Updated 2014-04-08 15:11:01 by pooryorick

A reference is a generic term for a value that refers to data that is stored somewhere. Some important examples are:

  • Pointers (as in e.g. C)
  • Names of Tcl variables (see upvar)
  • ...

A feature that is often expected from references in high level languages is that storages should automatically disappear (be freed/deallocated) when there are no more references to them. That kind of reference does not exist in Tcl (but also see Tcl Handles). Some people coming from other languages are disturbed by this, but one doesn't need that kind of generic references as often as these people think. [Explain garbage collection and the like.]

[It might also be reasonable to explain the distinctions between value, variable, and reference.
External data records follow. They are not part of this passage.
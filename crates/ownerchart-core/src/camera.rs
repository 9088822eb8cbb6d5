//! Chart view: pan offset and zoom level, and the coordinate conversions
//! between the canvas container and chart space.

use kurbo::{Affine, Point, Vec2};

/// Zoom level shown as "100%".
pub const DEFAULT_ZOOM: f64 = 1.0;
/// Zoom bounds.
pub const MIN_ZOOM: f64 = 0.3;
pub const MAX_ZOOM: f64 = 3.0;
/// Factor applied by a single zoom in/out step.
pub const ZOOM_STEP: f64 = 1.2;

/// The chart is drawn with `translate(pan) * scale(zoom)`, so a canvas
/// point `p` appears on screen at `p * zoom + pan`. Screen points are relative
/// to the canvas container's top-left corner.
#[derive(Debug, Clone, Copy, PartialEq)]
pub struct Camera {
    /// Offset in screen pixels.
    pub pan: Vec2,
    /// Always within [`MIN_ZOOM`, `MAX_ZOOM`].
    zoom: f64,
}

impl Default for Camera {
    fn default() -> Self {
        Self {
            pan: Vec2::ZERO,
            zoom: DEFAULT_ZOOM,
        }
    }
}

impl Camera {
    /// 100% zoom, no pan.
    pub fn new() -> Self {
        Self::default()
    }

    /// `zoom` is clamped into range.
    pub fn with(pan: Vec2, zoom: f64) -> Self {
        let mut camera = Self { pan, zoom: DEFAULT_ZOOM };
        camera.set_zoom(zoom);
        camera
    }

    pub fn zoom(&self) -> f64 {
        self.zoom
    }

    /// Clamps into range; NaN is ignored.
    pub fn set_zoom(&mut self, zoom: f64) {
        if zoom.is_nan() {
            return;
        }
        self.zoom = zoom.clamp(MIN_ZOOM, MAX_ZOOM);
    }

    /// Label value for the zoom indicator.
    pub fn zoom_percent(&self) -> u32 {
        (self.zoom * 100.0).round() as u32
    }

    /// Chart space to screen space.
    pub fn transform(&self) -> Affine {
        Affine::translate(self.pan) * Affine::scale(self.zoom)
    }

    /// Screen space to chart space.
    pub fn inverse_transform(&self) -> Affine {
        Affine::scale(1.0 / self.zoom) * Affine::translate(-self.pan)
    }

    pub fn screen_to_canvas(&self, screen_point: Point) -> Point {
        self.inverse_transform() * screen_point
    }

    pub fn canvas_to_screen(&self, canvas_point: Point) -> Point {
        self.transform() * canvas_point
    }

    /// Pointer events carry window coordinates; `container_origin` is where the
    /// canvas container starts in the window.
    pub fn client_to_canvas(&self, client_point: Point, container_origin: Point) -> Point {
        self.screen_to_canvas((client_point - container_origin).to_point())
    }

    pub fn pan_by(&mut self, delta: Vec2) {
        self.pan += delta;
    }

    /// Toolbar "+".
    pub fn zoom_in(&mut self) {
        self.set_zoom(self.zoom * ZOOM_STEP);
    }

    /// Toolbar "-".
    pub fn zoom_out(&mut self) {
        self.set_zoom(self.zoom / ZOOM_STEP);
    }

    /// Wheel zoom: scale by `factor` while the chart point under `anchor`
    /// stays under it.
    pub fn zoom_at(&mut self, anchor: Point, factor: f64) {
        let target = (self.zoom * factor).clamp(MIN_ZOOM, MAX_ZOOM);
        if target == self.zoom || target.is_nan() {
            return;
        }
        let pinned = self.screen_to_canvas(anchor);
        self.zoom = target;
        self.pan = anchor.to_vec2() - pinned.to_vec2() * target;
    }

    /// Toolbar "reset".
    pub fn reset(&mut self) {
        *self = Self::default();
    }
}
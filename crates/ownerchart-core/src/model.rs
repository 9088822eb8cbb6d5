//! Entities, connections and the chart document that holds them.

use kurbo::Point;
use serde::{Deserialize, Serialize};

/// Identifier of an entity box.
pub type EntityId = String;

/// Identifier of an ownership connection.
pub type ConnectionId = String;

/// Kind of party shown in an entity box.
#[derive(Debug, Clone, Copy, PartialEq, Eq, Hash, Default, Serialize, Deserialize)]
#[serde(rename_all = "lowercase")]
pub enum EntityKind {
    #[default]
    Company,
    Person,
}

impl EntityKind {
    /// Display name for this kind.
    pub fn label(self) -> &'static str {
        match self {
            EntityKind::Company => "Company",
            EntityKind::Person => "Person",
        }
    }
}

/// A company or person node in the ownership chart.
#[derive(Debug, Clone, PartialEq, Serialize, Deserialize)]
pub struct Entity {
    pub id: EntityId,
    pub name: String,
    /// Registration or personal id number. Empty when absent.
    #[serde(rename = "idNumber", default)]
    pub id_number: String,
    #[serde(rename = "type", default)]
    pub kind: EntityKind,
    /// Top-left corner in canvas space.
    pub position: Point,
}

impl Entity {
    pub fn new(
        id: impl Into<EntityId>,
        name: impl Into<String>,
        id_number: impl Into<String>,
        kind: EntityKind,
        position: Point,
    ) -> Self {
        Self {
            id: id.into(),
            name: name.into(),
            id_number: id_number.into(),
            kind,
            position,
        }
    }

    /// The id number, if one was entered.
    pub fn id_number(&self) -> Option<&str> {
        if self.id_number.is_empty() {
            None
        } else {
            Some(&self.id_number)
        }
    }
}

/// Lowest storable ownership percentage.
pub const MIN_PERCENTAGE: f64 = 0.0;
/// Highest storable ownership percentage.
pub const MAX_PERCENTAGE: f64 = 100.0;

/// Clamp a percentage into `[0, 100]`. NaN becomes 0.
pub fn clamp_percentage(value: f64) -> f64 {
    if value.is_nan() {
        return MIN_PERCENTAGE;
    }
    value.clamp(MIN_PERCENTAGE, MAX_PERCENTAGE)
}

/// A directed ownership edge: `from` holds `percentage` of `to`.
#[derive(Debug, Clone, PartialEq, Serialize, Deserialize)]
pub struct Connection {
    pub id: ConnectionId,
    pub from: EntityId,
    pub to: EntityId,
    pub percentage: f64,
}

impl Connection {
    /// Create a connection; the percentage is clamped.
    pub fn new(
        id: impl Into<ConnectionId>,
        from: impl Into<EntityId>,
        to: impl Into<EntityId>,
        percentage: f64,
    ) -> Self {
        Self {
            id: id.into(),
            from: from.into(),
            to: to.into(),
            percentage: clamp_percentage(percentage),
        }
    }

    /// Whether `entity_id` is either end of this connection.
    pub fn touches(&self, entity_id: &str) -> bool {
        self.from == entity_id || self.to == entity_id
    }

    /// Text shown on the line, e.g. `60%`.
    pub fn label(&self) -> String {
        format!("{}%", self.percentage)
    }
}

/// How a newly added entity relates to the entity it was added from.
#[derive(Debug, Clone, Copy, PartialEq, Eq, Hash, Serialize, Deserialize)]
#[serde(rename_all = "lowercase")]
pub enum Relation {
    /// The new entity owns the parent (placed above it).
    Owner,
    /// The new entity is owned by the parent (placed below it).
    Subsidiary,
}

/// Full chart contents, in draw order.
#[derive(Debug, Clone, Default, PartialEq, Serialize, Deserialize)]
pub struct ChartData {
    pub entities: Vec<Entity>,
    pub connections: Vec<Connection>,
}

impl ChartData {
    /// Create an empty chart.
    pub fn new() -> Self {
        Self::default()
    }

    pub fn is_empty(&self) -> bool {
        self.entities.is_empty() && self.connections.is_empty()
    }

    pub fn entity(&self, id: &str) -> Option<&Entity> {
        self.entities.iter().find(|e| e.id == id)
    }

    pub fn entity_mut(&mut self, id: &str) -> Option<&mut Entity> {
        self.entities.iter_mut().find(|e| e.id == id)
    }

    pub fn connection(&self, id: &str) -> Option<&Connection> {
        self.connections.iter().find(|c| c.id == id)
    }

    pub fn connection_mut(&mut self, id: &str) -> Option<&mut Connection> {
        self.connections.iter_mut().find(|c| c.id == id)
    }

    /// Connections with `entity_id` at either end.
    pub fn connections_of<'a>(&'a self, entity_id: &'a str) -> impl Iterator<Item = &'a Connection> + 'a {
        self.connections.iter().filter(move |c| c.touches(entity_id))
    }

    /// Connections whose both ends exist, paired with those ends.
    pub fn drawable_connections(&self) -> impl Iterator<Item = (&Connection, &Entity, &Entity)> {
        self.connections.iter().filter_map(|c| {
            let from = self.entity(&c.from)?;
            let to = self.entity(&c.to)?;
            Some((c, from, to))
        })
    }

    /// Serialize the chart to JSON.
    pub fn to_json(&self) -> Result<String, serde_json::Error> {
        serde_json::to_string(self)
    }

    /// Deserialize a chart from JSON.
    pub fn from_json(json: &str) -> Result<Self, serde_json::Error> {
        serde_json::from_str(json)
    }
}
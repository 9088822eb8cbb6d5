//! OwnerChart Application
//!
//! Command-line shell over the chart store: editing, snapping moves, exports
//! and feedback.

mod app;
mod cli;

pub use app::{App, AppConfig, AppError, DATA_DIR_ENV, FEEDBACK_OUTBOX_KEY, OutboxRelay};
pub use cli::{AddArgs, Cli, Command, EditArgs, Format, Toggle};
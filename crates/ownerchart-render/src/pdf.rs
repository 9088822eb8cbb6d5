//! Single-page PDF writer embedding a raster image.
//!
//! The image is stored as the zlib stream of an RGB PNG, which PDF readers
//! decode directly with `/FlateDecode` and PNG predictors.

use crate::raster::{encode_png, to_rgb};
use crate::renderer::{RenderResult, RendererError};
use resvg::tiny_skia::Pixmap;

/// Landscape page size, in points.
pub const PAGE_WIDTH: f64 = 1200.0;
pub const PAGE_HEIGHT: f64 = 800.0;

const MARGIN: f64 = 20.0;
const TITLE_SIZE: f64 = 16.0;
/// Distance from the top edge to the title baseline.
const TITLE_BASELINE: f64 = 30.0;
/// Distance from the top edge to the top of the image area.
const IMAGE_TOP: f64 = 50.0;

const PNG_SIGNATURE: &[u8; 8] = b"\x89PNG\r\n\x1a\n";

/// Concatenated `IDAT` payloads of a PNG stream.
fn idat_stream(png: &[u8]) -> RenderResult<Vec<u8>> {
    let body = png
        .strip_prefix(PNG_SIGNATURE)
        .ok_or_else(|| RendererError::Encode("not a PNG stream".to_string()))?;

    let mut out = Vec::new();
    let mut rest = body;
    while rest.len() >= 12 {
        let len = u32::from_be_bytes([rest[0], rest[1], rest[2], rest[3]]) as usize;
        let kind = &rest[4..8];
        let end = 8 + len + 4;
        if rest.len() < end {
            return Err(RendererError::Encode("truncated PNG chunk".to_string()));
        }
        if kind == b"IDAT" {
            out.extend_from_slice(&rest[8..8 + len]);
        }
        rest = &rest[end..];
    }

    if out.is_empty() {
        return Err(RendererError::Encode("PNG has no image data".to_string()));
    }
    Ok(out)
}

/// Escape a string for a PDF literal.
fn escape(text: &str) -> String {
    let mut out = String::with_capacity(text.len());
    for c in text.chars() {
        match c {
            '\\' | '(' | ')' => {
                out.push('\\');
                out.push(c);
            }
            c if c.is_ascii() && !c.is_ascii_control() => out.push(c),
            _ => out.push('?'),
        }
    }
    out
}

/// Fit a `width` x `height` image into the area below the title, keeping its
/// aspect ratio. Returns (x, y, w, h) in PDF user space.
fn image_placement(width: u32, height: u32) -> (f64, f64, f64, f64) {
    let area_w = PAGE_WIDTH - 2.0 * MARGIN;
    let area_h = PAGE_HEIGHT - IMAGE_TOP - MARGIN;
    let scale = (area_w / width as f64).min(area_h / height as f64);
    let (w, h) = (width as f64 * scale, height as f64 * scale);
    let x = MARGIN + (area_w - w) / 2.0;
    let y = PAGE_HEIGHT - IMAGE_TOP - h;
    (x, y, w, h)
}

struct PdfWriter {
    buf: Vec<u8>,
    offsets: Vec<usize>,
}

impl PdfWriter {
    fn new() -> Self {
        let mut buf = Vec::new();
        buf.extend_from_slice(b"%PDF-1.4\n%\xE2\xE3\xCF\xD3\n");
        Self { buf, offsets: Vec::new() }
    }

    fn push(&mut self, text: &str) {
        self.buf.extend_from_slice(text.as_bytes());
    }

    /// Write object `offsets.len() + 1` with a dictionary body.
    fn object(&mut self, dict: &str) {
        self.offsets.push(self.buf.len());
        let n = self.offsets.len();
        self.push(&format!("{n} 0 obj\n{dict}\nendobj\n"));
    }

    /// Write a stream object; `dict` must not include `/Length`.
    fn stream(&mut self, dict: &str, data: &[u8]) {
        self.offsets.push(self.buf.len());
        let n = self.offsets.len();
        self.push(&format!("{n} 0 obj\n<< {dict} /Length {} >>\nstream\n", data.len()));
        self.buf.extend_from_slice(data);
        self.push("\nendstream\nendobj\n");
    }

    fn finish(mut self, root: usize) -> Vec<u8> {
        let xref = self.buf.len();
        let size = self.offsets.len() + 1;
        self.push(&format!("xref\n0 {size}\n0000000000 65535 f \n"));
        for offset in std::mem::take(&mut self.offsets) {
            self.push(&format!("{offset:010} 00000 n \n"));
        }
        self.push(&format!(
            "trailer\n<< /Size {size} /Root {root} 0 R >>\nstartxref\n{xref}\n%%EOF\n"
        ));
        self.buf
    }
}

/// Write a landscape page titled `title` showing `image`.
pub fn write_pdf(title: &str, image: &Pixmap) -> RenderResult<Vec<u8>> {
    let (width, height) = (image.width(), image.height());
    let png = encode_png(&to_rgb(image), width, height, png::ColorType::Rgb)?;
    let pixels = idat_stream(&png)?;

    let (x, y, w, h) = image_placement(width, height);
    let content = format!(
        "q\n{w:.2} 0 0 {h:.2} {x:.2} {y:.2} cm\n/Im1 Do\nQ\nBT\n/F1 {TITLE_SIZE} Tf\n{MARGIN} {:.2} Td\n({}) Tj\nET\n",
        PAGE_HEIGHT - TITLE_BASELINE,
        escape(title),
    );

    let mut pdf = PdfWriter::new();
    pdf.object("<< /Type /Catalog /Pages 2 0 R >>");
    pdf.object("<< /Type /Pages /Kids [3 0 R] /Count 1 >>");
    pdf.object(&format!(
        "<< /Type /Page /Parent 2 0 R /MediaBox [0 0 {PAGE_WIDTH} {PAGE_HEIGHT}] \
         /Resources << /Font << /F1 5 0 R >> /XObject << /Im1 6 0 R >> >> /Contents 4 0 R >>"
    ));
    pdf.stream("", content.as_bytes());
    pdf.object("<< /Type /Font /Subtype /Type1 /BaseFont /Helvetica >>");
    pdf.stream(
        &format!(
            "/Type /XObject /Subtype /Image /Width {width} /Height {height} /ColorSpace /DeviceRGB \
             /BitsPerComponent 8 /Filter /FlateDecode \
             /DecodeParms << /Predictor 15 /Colors 3 /BitsPerComponent 8 /Columns {width} >>"
        ),
        &pixels,
    );

    let bytes = pdf.finish(1);
    log::debug!("Wrote PDF page ({} bytes)", bytes.len());
    Ok(bytes)
}
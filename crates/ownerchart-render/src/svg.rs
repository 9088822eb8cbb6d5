//! Chart snapshot as an SVG document.
//!
//! The document is laid out in canvas units with the snapshot bounds as its
//! view box, so rasterizing it at scale `s` gives `s` pixels per canvas unit.

use crate::renderer::ChartStyle;
use kurbo::{Point, Rect};
use ownerchart_core::export::{BoxSnapshot, ChartSnapshot, LineSnapshot};
use ownerchart_core::geometry::LINE_HEIGHT;
use ownerchart_core::model::EntityKind;
use peniko::Color;
use std::fmt::Write;

// Box layout, relative to the box origin
const CORNER_RADIUS: f64 = 8.0;
const BADGE: Rect = Rect::new(12.0, 14.0, 32.0, 34.0);
const TEXT_LEFT: f64 = 40.0;
/// Baseline of the first name line.
const NAME_BASELINE: f64 = 28.0;
/// Baseline of the `ID:` line below the last name line.
const ID_GAP: f64 = 18.0;
const NAME_SIZE: f64 = 12.0;
const ID_SIZE: f64 = 11.0;

// Percentage plates
const LABEL_SIZE: f64 = 12.0;
const LABEL_CHAR_WIDTH: f64 = 7.0;
const LABEL_MIN_WIDTH: f64 = 30.0;
const LABEL_HEIGHT: f64 = 20.0;

fn hex(color: Color) -> String {
    let c = color.to_rgba8();
    format!("#{:02x}{:02x}{:02x}", c.r, c.g, c.b)
}

fn escape_xml(input: &str) -> String {
    let mut s = String::with_capacity(input.len());
    for c in input.chars() {
        match c {
            '&' => s.push_str("&amp;"),
            '<' => s.push_str("&lt;"),
            '>' => s.push_str("&gt;"),
            '"' => s.push_str("&quot;"),
            '\'' => s.push_str("&apos;"),
            _ => s.push(c),
        }
    }
    s
}

/// Plate behind a percentage label centered on `anchor`.
pub fn label_plate(anchor: Point, label: &str) -> Rect {
    let width = (label.chars().count() as f64 * LABEL_CHAR_WIDTH + 12.0).max(LABEL_MIN_WIDTH);
    Rect::from_center_size(anchor, (width, LABEL_HEIGHT))
}

/// Render `snapshot` as a standalone SVG document.
pub fn chart_svg(snapshot: &ChartSnapshot, style: &ChartStyle) -> String {
    let b = snapshot.bounds;
    let mut out = String::new();
    let _ = writeln!(
        out,
        "<svg xmlns=\"http://www.w3.org/2000/svg\" width=\"{w:.2}\" height=\"{h:.2}\" \
         viewBox=\"{:.2} {:.2} {w:.2} {h:.2}\" font-family=\"sans-serif\">",
        b.x0,
        b.y0,
        w = b.width(),
        h = b.height(),
    );
    let _ = writeln!(
        out,
        "<rect x=\"{:.2}\" y=\"{:.2}\" width=\"{:.2}\" height=\"{:.2}\" fill=\"{}\"/>",
        b.x0,
        b.y0,
        b.width(),
        b.height(),
        hex(style.background)
    );

    for line in &snapshot.lines {
        let l = line.line;
        let _ = writeln!(
            out,
            "<line x1=\"{:.2}\" y1=\"{:.2}\" x2=\"{:.2}\" y2=\"{:.2}\" stroke=\"{}\" stroke-width=\"{}\"/>",
            l.p0.x,
            l.p0.y,
            l.p1.x,
            l.p1.y,
            hex(style.line),
            style.line_width
        );
    }
    for line in &snapshot.lines {
        write_label(&mut out, line, style);
    }
    for entity in &snapshot.boxes {
        write_box(&mut out, entity, style);
    }

    out.push_str("</svg>\n");
    out
}

fn write_label(out: &mut String, line: &LineSnapshot, style: &ChartStyle) {
    let plate = label_plate(line.label_anchor, &line.label);
    let _ = writeln!(
        out,
        "<rect x=\"{:.2}\" y=\"{:.2}\" width=\"{:.2}\" height=\"{:.2}\" rx=\"4\" fill=\"{}\" stroke=\"{}\"/>",
        plate.x0,
        plate.y0,
        plate.width(),
        plate.height(),
        hex(style.label_fill),
        hex(style.label_border)
    );
    let _ = writeln!(
        out,
        "<text x=\"{:.2}\" y=\"{:.2}\" font-size=\"{LABEL_SIZE}\" text-anchor=\"middle\" fill=\"{}\">{}</text>",
        line.label_anchor.x,
        line.label_anchor.y + LABEL_SIZE / 3.0,
        hex(style.label_text),
        escape_xml(&line.label)
    );
}

fn write_box(out: &mut String, entity: &BoxSnapshot, style: &ChartStyle) {
    let r = entity.rect;
    let _ = writeln!(
        out,
        "<rect x=\"{:.2}\" y=\"{:.2}\" width=\"{:.2}\" height=\"{:.2}\" rx=\"{CORNER_RADIUS}\" fill=\"{}\" stroke=\"{}\"/>",
        r.x0,
        r.y0,
        r.width(),
        r.height(),
        hex(style.box_fill),
        hex(style.box_border)
    );

    let (badge, mark) = match entity.kind {
        EntityKind::Company => (style.company_badge, style.company_mark),
        EntityKind::Person => (style.person_badge, style.person_mark),
    };
    let badge_rect = BADGE + r.origin().to_vec2();
    let _ = writeln!(
        out,
        "<rect x=\"{:.2}\" y=\"{:.2}\" width=\"{:.2}\" height=\"{:.2}\" rx=\"4\" fill=\"{}\"/>",
        badge_rect.x0,
        badge_rect.y0,
        badge_rect.width(),
        badge_rect.height(),
        hex(badge)
    );
    let c = badge_rect.center();
    match entity.kind {
        // Building for companies, head for people
        EntityKind::Company => {
            let _ = writeln!(
                out,
                "<rect x=\"{:.2}\" y=\"{:.2}\" width=\"8\" height=\"10\" fill=\"{}\"/>",
                c.x - 4.0,
                c.y - 5.0,
                hex(mark)
            );
        }
        EntityKind::Person => {
            let _ = writeln!(
                out,
                "<circle cx=\"{:.2}\" cy=\"{:.2}\" r=\"4.5\" fill=\"{}\"/>",
                c.x,
                c.y,
                hex(mark)
            );
        }
    }

    let x = r.x0 + TEXT_LEFT;
    let baseline = |line: usize| r.y0 + NAME_BASELINE + line as f64 * LINE_HEIGHT;
    for (i, text) in entity.name_lines.iter().enumerate() {
        let y = baseline(i);
        let _ = writeln!(
            out,
            "<text x=\"{x:.2}\" y=\"{y:.2}\" font-size=\"{NAME_SIZE}\" font-weight=\"600\" fill=\"{}\">{}</text>",
            hex(style.name_text),
            escape_xml(text)
        );
    }
    if let Some(id_label) = &entity.id_label {
        let _ = writeln!(
            out,
            "<text x=\"{x:.2}\" y=\"{:.2}\" font-size=\"{ID_SIZE}\" fill=\"{}\">{}</text>",
            baseline(entity.name_lines.len().saturating_sub(1)) + ID_GAP,
            hex(style.id_text),
            escape_xml(id_label)
        );
    }
}
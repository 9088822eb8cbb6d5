//! Pointer handling for the canvas: panning the view and dragging entities.
//!
//! All view state lives in [`ViewState`], which [`handle_pointer`] takes by
//! value and returns updated. Entity moves are written through the store.

use crate::camera::{Camera, ZOOM_STEP};
use crate::model::EntityId;
use crate::snap::{SnapGuides, SnapMode, compute_snap};
use crate::storage::{BlobStorage, StorageResult, load_snap_enabled, save_snap_enabled};
use crate::store::Store;
use kurbo::{Point, Vec2};

/// What the pointer went down on.
#[derive(Debug, Clone, PartialEq, Eq)]
pub enum PointerTarget {
    /// Empty canvas or grid.
    Background,
    /// An entity box.
    Entity(EntityId),
}

/// Pointer input in client coordinates.
#[derive(Debug, Clone, PartialEq)]
pub enum PointerEvent {
    Down { position: Point, target: PointerTarget },
    Move { position: Point },
    Up,
    Leave,
    /// Wheel scroll; negative `delta_y` zooms in.
    Wheel { position: Point, delta_y: f64 },
}

/// Current pointer interaction.
#[derive(Debug, Clone, PartialEq, Default)]
pub enum Interaction {
    #[default]
    Idle,
    /// Panning; `origin` is the pointer position minus the pan at press time.
    Panning { origin: Vec2 },
    /// Dragging an entity; `offset` is the pointer's canvas position minus
    /// the entity's position at press time.
    Dragging { entity_id: EntityId, offset: Vec2 },
}

/// Per-session canvas state.
#[derive(Debug, Clone, PartialEq, Default)]
pub struct ViewState {
    pub camera: Camera,
    pub interaction: Interaction,
    /// Guides of the snap applied by the latest drag move.
    pub guides: SnapGuides,
    pub snap_mode: SnapMode,
    /// Client position of the canvas container's top-left corner.
    pub container_origin: Point,
}

impl ViewState {
    pub fn new(snap_mode: SnapMode) -> Self {
        Self {
            snap_mode,
            ..Self::default()
        }
    }

    /// Fresh view using the persisted snap preference.
    pub fn restore(storage: &impl BlobStorage) -> Self {
        Self::new(SnapMode::from_enabled(load_snap_enabled(storage)))
    }

    /// Id of the entity being dragged, if any.
    pub fn dragged_entity(&self) -> Option<&str> {
        match &self.interaction {
            Interaction::Dragging { entity_id, .. } => Some(entity_id),
            _ => None,
        }
    }

    pub fn is_dragging(&self, entity_id: &str) -> bool {
        self.dragged_entity() == Some(entity_id)
    }

    pub fn is_panning(&self) -> bool {
        matches!(self.interaction, Interaction::Panning { .. })
    }

    /// Client position relative to the canvas container.
    fn container_point(&self, client: Point) -> Point {
        (client - self.container_origin).to_point()
    }

    pub fn zoom_in(mut self) -> Self {
        self.camera.zoom_in();
        self
    }

    pub fn zoom_out(mut self) -> Self {
        self.camera.zoom_out();
        self
    }

    /// Back to zoom 1 and no pan.
    pub fn reset_view(mut self) -> Self {
        self.camera.reset();
        self
    }

    /// Flip snapping and persist the preference.
    pub fn toggle_snap(mut self, storage: &impl BlobStorage) -> StorageResult<Self> {
        self.snap_mode = self.snap_mode.toggle();
        save_snap_enabled(storage, self.snap_mode.is_enabled())?;
        log::info!("Snap to alignment {}", if self.snap_mode.is_enabled() { "on" } else { "off" });
        Ok(self)
    }

    /// Drop guides and any interaction, e.g. before an export capture.
    pub fn end_interaction(mut self) -> Self {
        self.interaction = Interaction::Idle;
        self.guides.clear();
        self
    }
}

/// Apply one pointer event.
pub fn handle_pointer<S: BlobStorage>(mut view: ViewState, event: PointerEvent, store: &mut Store<S>) -> ViewState {
    match event {
        PointerEvent::Down { position, target } => {
            if view.interaction != Interaction::Idle {
                log::debug!("Ignoring pointer down during {:?}", view.interaction);
                return view;
            }
            match target {
                PointerTarget::Background => {
                    view.interaction = Interaction::Panning {
                        origin: position.to_vec2() - view.camera.pan,
                    };
                }
                PointerTarget::Entity(entity_id) => {
                    let Some(entity) = store.entity(&entity_id) else {
                        log::debug!("Pointer down on unknown entity {entity_id}");
                        return view;
                    };
                    let canvas = view.camera.client_to_canvas(position, view.container_origin);
                    let offset = canvas - entity.position;
                    log::debug!("Drag start {entity_id}");
                    view.interaction = Interaction::Dragging { entity_id, offset };
                }
            }
            view
        }
        PointerEvent::Move { position } => match view.interaction.clone() {
            Interaction::Idle => view,
            Interaction::Panning { origin } => {
                view.camera.pan = position.to_vec2() - origin;
                view
            }
            Interaction::Dragging { entity_id, offset } => {
                let Some(entity) = store.entity(&entity_id).cloned() else {
                    log::debug!("Dragged entity {entity_id} is gone");
                    return view.end_interaction();
                };
                let canvas = view.camera.client_to_canvas(position, view.container_origin);
                let proposed = canvas - offset;
                let snap = compute_snap(&entity, proposed, store.entities(), view.snap_mode);

                if let Err(e) = store.move_entity(&entity_id, snap.position) {
                    log::debug!("Drag move failed: {e}");
                    return view.end_interaction();
                }
                view.guides = snap.guides;
                view
            }
        },
        PointerEvent::Up | PointerEvent::Leave => {
            if let Some(id) = view.dragged_entity() {
                log::debug!("Drag end {id}");
            }
            view.end_interaction()
        }
        PointerEvent::Wheel { position, delta_y } => {
            if delta_y == 0.0 {
                return view;
            }
            let factor = if delta_y < 0.0 { ZOOM_STEP } else { 1.0 / ZOOM_STEP };
            let anchor = view.container_point(position);
            view.camera.zoom_at(anchor, factor);
            view
        }
    }
}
Some languages have variables whose values are either real values if those values are primitive types or references if the values are structured types. Not all languages make the same distinctions. Java, Icon, and Smalltalk all have slightly different implementations of such things.]

References touch upon one of the ways in which Tcl is different from many other languages. What could be called the "standard model" for complex data structures is that:

  • all values are atomic (scalar), structure (complexity) comes from how they are stored.

A basic problem in this model is how to represent a thing that can contain other similar things. The solution is to introduce references: scalar values that lets one access a (usually composite) storage. Some old languages (Algol, old Fortran) couldn't do this in general and as a result had severe restrictions, whereas others (Pascal) just barely provide the basic functionality. C and Lisp were probably the first languages in their respective families to have all the kinks worked out, and owe some of their popularity to that fact. In low-level languages the references are just bare memory addresses (pointers) to a block of memory and the structuring of storage is just a way of labeling offsets within this memory block. In higher level languages there usually exist more flexible ways of structuring storage (variable-length lists, "hashes", etc.) but the role of the references is the same. Every data structure that is not predefined in the language has to be implemented by connecting more basic data structures using references.

Tcl does not follow this standard model, because in Tcl everything is a string. Since a list can contain arbitrary strings it follows that a list can be a list of other lists, or a list of lists of lists, or whatever, nested to arbitrary depth. The basic problem of a thing containing other similar things can be solved without resorting to references. (Although of course, since Tcl is implemented in C, there are references "under the hood". Keeping them hidden is however often a strength!)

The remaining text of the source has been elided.